Lezione 2: saper leggere il proprio tempo
Ma c’è di più. Il tema del tempo si traduce anche nella necessità di leggere i bisogni contemporanei degli utenti, mettersi nei loro panni, nella loro testa, nei loro smartphone. «Il successo passa anche dal tempo. I download sono cresciuti negli anni, ma il posizionamento si è sedimentato nel tempo», dice Barberis. Quindi il messaggio è imparare a gestire la complessità comprendendo che non si può avere “tutto e subito”: il successo passa sì dall’idea wow, ma che va metabolizzata, compresa, tradotta dai più, oltre le tribù degli smanettoni.
“Bisogna saper leggere i bisogni contemporanei degli utenti, mettersi nei loro panni, nella loro testa, nei loro smartphone”
Lezione 3: il successo dal lavoro di squadra
I risultati passano dal lavoro di squadra, che si esplicita in questo caso nella community di designer impegnati a gettare le basi della user experience e nella community di developer al lavoro per realizzare il kit per le interazioni. «Ma la forza era dettata dal fatto che in campo erano scesi sin dagli esordi più squadre di professionisti con competenze differenti e trasversali. Una lezione che abbiamo poi imparato a comprendere soprattutto in questo tempo segnato dall’ibridazione delle competenze», dice Barberis.

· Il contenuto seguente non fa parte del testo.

// SPDX-License-Identifier: PMPL-1.0-or-later
// Copyright (c) 2026 Jonathan D.A. Jewell (hyperpolymath) <jonathan.jewell@open.ac.uk>
//
// PDF reader — parses uploaded PDFs with `lopdf` to check they are usable
// before any rendering happens, and reports page-1 geometry.

use lopdf::{Dictionary, Document, Object, ObjectId};
use lesewerk_core::error::LesewerkError;
use tracing::{debug, instrument, warn};

/// US Letter in points, used when a page carries no MediaBox at all.
const DEFAULT_PAGE_SIZE: (f32, f32) = (612.0, 792.0);

/// How many /Parent hops to follow when looking for an inherited MediaBox.
const MAX_INHERIT_DEPTH: usize = 32;

/// Read-only view of an uploaded PDF.
pub struct PdfReader {
    /// The underlying lopdf document.
    document: Document,
}

impl PdfReader {
    /// Parse a PDF already in memory.
    ///
    /// Any parse failure is a [`LesewerkError::DocumentLoadFailure`].
    #[instrument(skip_all, fields(bytes_len = data.len()))]
    pub fn from_bytes(data: &[u8]) -> Result<Self, LesewerkError> {
        let document = Document::load_mem(data).map_err(|err| {
            LesewerkError::DocumentLoadFailure(format!("failed to parse PDF: {}", err))
        })?;

        debug!(pages = document.get_pages().len(), "PDF loaded from bytes");

        Ok(Self { document })
    }

    /// Number of pages in the document.
    pub fn page_count(&self) -> usize {
        self.document.get_pages().len()
    }

    /// Fail with `DocumentLoadFailure` when the document has nothing to render.
    pub fn ensure_has_pages(&self) -> Result<(), LesewerkError> {
        if self.page_count() == 0 {
            return Err(LesewerkError::DocumentLoadFailure(
                "PDF has no pages".into(),
            ));
        }
        Ok(())
    }

    /// Width and height of page 1 in points, honouring MediaBox inheritance.
    pub fn first_page_size(&self) -> Result<(f32, f32), LesewerkError> {
        self.ensure_has_pages()?;
        let pages = self.document.get_pages();
        let page_id: ObjectId = *pages.get(&1).ok_or_else(|| {
            LesewerkError::DocumentLoadFailure("page 1 not found in page tree".into())
        })?;

        let mut current = Some(page_id);
        for _ in 0..MAX_INHERIT_DEPTH {
            let Some(id) = current else { break };
            let dict = self.document.get_dictionary(id).map_err(|err| {
                LesewerkError::DocumentLoadFailure(format!("broken page object: {}", err))
            })?;
            if let Some(size) = self.media_box_size(dict) {
                return Ok(size);
            }
            current = dict.get(b"Parent").and_then(Object::as_reference).ok();
        }

        warn!("page 1 has no MediaBox, assuming US Letter");
        Ok(DEFAULT_PAGE_SIZE)
    }

    /// Pixel dimensions page 1 will have when rendered at `scale`.
    pub fn first_page_pixels(&self, scale: f32) -> Result<(u32, u32), LesewerkError> {
        let (width, height) = self.first_page_size()?;
        Ok((
            (width * scale).round().max(1.0) as u32,
            (height * scale).round().max(1.0) as u32,
        ))
    }

    fn media_box_size(&self, dict: &Dictionary) -> Option<(f32, f32)> {
        let object = dict.get(b"MediaBox").ok()?;
        let array = match object {
            Object::Reference(id) => self.document.get_object(*id).ok()?.as_array().ok()?,
            other => other.as_array().ok()?,
        };
        if array.len() != 4 {
            return None;
        }
        let coords: Vec<f32> = array.iter().filter_map(|v| v.as_float().ok()).collect();
        if coords.len() != 4 {
            return None;
        }
        Some(((coords[2] - coords[0]).abs(), (coords[3] - coords[1]).abs()))
    }
}

/// Check if bytes represent a PDF file (magic bytes: %PDF).
pub fn is_pdf_bytes(bytes: &[u8]) -> bool {
    bytes.starts_with(b"%PDF")
}

/// Check if a file path has a PDF extension.
pub fn is_pdf_path(path: &std::path::Path) -> bool {
    path.extension()
        .map(|ext| ext.eq_ignore_ascii_case("pdf"))
        .unwrap_or(false)
}

#[cfg(test)]
pub(crate) mod tests {
    use super::*;
    use lopdf::dictionary;

    /// Build a PDF with `pages` empty pages. The MediaBox sits on the page
    /// tree root so page 1 has to inherit it.
    pub(crate) fn build_pdf(pages: usize, media_box: [i64; 4]) -> Vec<u8> {
        let mut doc = Document::with_version("1.5");
        let pages_id = doc.new_object_id();

        let mut kids = Vec::new();
        for _ in 0..pages {
            let page_id = doc.add_object(dictionary! {
                "Type" => "Page",
                "Parent" => pages_id,
            });
            kids.push(Object::Reference(page_id));
        }

        let count = kids.len() as i64;
        doc.objects.insert(
            pages_id,
            Object::Dictionary(dictionary! {
                "Type" => "Pages",
                "Kids" => kids,
                "Count" => count,
                "MediaBox" => media_box.iter().map(|v| Object::Integer(*v)).collect::<Vec<_>>(),
            }),
        );

        let catalog_id = doc.add_object(dictionary! {
            "Type" => "Catalog",
            "Pages" => pages_id,
        });
        doc.trailer.set("Root", catalog_id);

        let mut out = Vec::new();
        doc.save_to(&mut out).unwrap();
        out
    }

    #[test]
    fn counts_pages() {
        let reader = PdfReader::from_bytes(&build_pdf(3, [0, 0, 595, 842])).unwrap();
        assert_eq!(reader.page_count(), 3);
        assert!(reader.ensure_has_pages().is_ok());
    }

    #[test]
    fn zero_pages_is_a_load_failure() {
        let reader = PdfReader::from_bytes(&build_pdf(0, [0, 0, 595, 842])).unwrap();
        assert!(matches!(
            reader.ensure_has_pages(),
            Err(LesewerkError::DocumentLoadFailure(_))
        ));
    }

    #[test]
    fn first_page_inherits_media_box() {
        let reader = PdfReader::from_bytes(&build_pdf(1, [0, 0, 595, 842])).unwrap();
        assert_eq!(reader.first_page_size().unwrap(), (595.0, 842.0));
        assert_eq!(reader.first_page_pixels(2.0).unwrap(), (1190, 1684));
    }

    #[test]
    fn garbage_is_a_load_failure() {
        assert!(matches!(
            PdfReader::from_bytes(b"%PDF-1.4 truncated"),
            Err(LesewerkError::DocumentLoadFailure(_))
        ));
    }

    #[test]
    fn sniffing() {
        assert!(is_pdf_bytes(b"%PDF-1.7\n..."));
        assert!(!is_pdf_bytes(b"\x89PNG"));
        assert!(is_pdf_path(std::path::Path::new("scan.PDF")));
        assert!(!is_pdf_path(std::path::Path::new("scan.png")));
    }
}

Lezione 4: lavorare… al contrario
Può sembrare un paradosso, ma il successo di Io sta anche nell’approccio controcorrente, ossia nell’idea disruptive di far salire a bordo ministeri, regioni, comuni con i vari servizi della PA soltanto una volta disegnato il paradigma centrale, con una guida importante e con un ruolo di mediazione. «Poi ovviamente avrebbero avuto accesso ai servizi all’interno dell’app, che però sin dall’inizio era centralizzata come nucleo portante, flessibile, innovativo. È una regola aurea dello stream di aggiornamento della programmazione: tutto in un unico spazio in un’idea di progressione, in un aggiornamento continuo», ricorda Barberis.
“L’app sin dall’inizio è stata centralizzata come nucleo portante, flessibile, innovativo. È una regola aurea dello stream di aggiornamento continuo”

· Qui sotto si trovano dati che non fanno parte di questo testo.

// SPDX-License-Identifier: PMPL-1.0-or-later
// Copyright (c) 2026 Jonathan D.A. Jewell (hyperpolymath) <jonathan.jewell@open.ac.uk>
//
// Desktop bridge. Speech and downloads work through the OS. The camera needs
// the `camera` feature; without it, or without a device, opening the camera
// reports it unavailable and the user uploads a photo instead.

use std::path::PathBuf;

use lesewerk_core::error::Result;

use crate::download::DirectoryDownloader;
use crate::speech::SystemSpeech;
use crate::traits::*;

/// Bridge used on desktop and CI builds.
pub struct DesktopBridge {
    speech: SystemSpeech,
    downloads: DirectoryDownloader,
}

impl DesktopBridge {
    /// Build the bridge. `download_dir` overrides the user's downloads folder.
    pub fn new(download_dir: Option<PathBuf>) -> Self {
        Self {
            speech: SystemSpeech::detect(),
            downloads: download_dir
                .map(DirectoryDownloader::new)
                .unwrap_or_default(),
        }
    }
}

impl PlatformBridge for DesktopBridge {
    fn platform_name(&self) -> &str {
        "Desktop"
    }
}

/// The first camera the native backend lists.
#[cfg(feature = "camera")]
const DEFAULT_CAMERA: u32 = 0;

impl NativeCamera for DesktopBridge {
    #[cfg(feature = "camera")]
    fn open_stream(&self) -> Result<Box<dyn CameraStream>> {
        use crate::camera::{NokhwaDevice, WorkerStream};

        let stream = WorkerStream::spawn(|| NokhwaDevice::open(DEFAULT_CAMERA))?;
        Ok(Box::new(stream))
    }

    #[cfg(not(feature = "camera"))]
    fn open_stream(&self) -> Result<Box<dyn CameraStream>> {
        tracing::warn!("built without the `camera` feature");
        Err(lesewerk_core::error::LesewerkError::CameraUnavailable(
            "this build has no camera support".into(),
        ))
    }
}

impl NativeSpeech for DesktopBridge {
    fn speak(&self, text: &str, language: &str) -> Result<()> {
        self.speech.speak(text, language)
    }

    fn cancel(&self) -> Result<()> {
        self.speech.cancel()
    }

    fn is_speaking(&self) -> bool {
        self.speech.is_speaking()
    }
}

impl NativeDownload for DesktopBridge {
    fn save_text(&self, file_name: &str, text: &str) -> Result<PathBuf> {
        self.downloads.save_text(file_name, text)
    }
}

#[cfg(test)]
mod tests {
    use super::*;

    #[cfg(not(feature = "camera"))]
    #[test]
    fn camera_is_unavailable_without_feature() {
        use lesewerk_core::error::LesewerkError;

        let bridge = DesktopBridge::new(None);
        assert!(matches!(
            bridge.open_stream(),
            Err(LesewerkError::CameraUnavailable(_))
        ));
    }

    #[test]
    fn downloads_go_to_override_dir() {
        let dir = tempfile::tempdir().unwrap();
        let bridge = DesktopBridge::new(Some(dir.path().to_path_buf()));
        let path = bridge.save_text("extracted-text.txt", "HELLO").unwrap();
        assert!(path.starts_with(dir.path()));
    }
}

Lezione 5: l’usabilità prima di tutto
C’è un concetto che negli anni è diventato un mantra per designer e sviluppatori: mobile first. Bene, bravi, bis. Ma poi dentro quella centralità dell’esperienza in mobilità i servizi vanno resi accessibili, usabili, coinvolgenti, friendly. «Anche il nome ha la sua rilevanza, eccome. Dare il giusto naming non è operazione di marketing, ma la promessa di un’esperienza che si avvera. In ballo all’inizio c’era la parola “Casa”, poi siamo passati a “Io”. Invertendo così il paradigma: non ero più io come cittadino che dovevo sbattermi per andare a caccia del servizio da usufruire, ma anche a livello architetturale quel servizio diventava facile da raggiungere, a portata di clic. Con Io si conferma il concetto di accesso, che si esplicita con Spid, login per entrare in un sistema snello che consente anche il pagamento via smartphone per la PA grazie a quel gioiello che oggi è PagoPA», conclude Barberis. In fondo i numeri sono la cartina di tornasole del successo: oggi l’app permette ai cittadini di fruire di 88mila servizi pubblici erogati da oltre 7mila amministrazioni locali e centrali. Tanta roba davvero.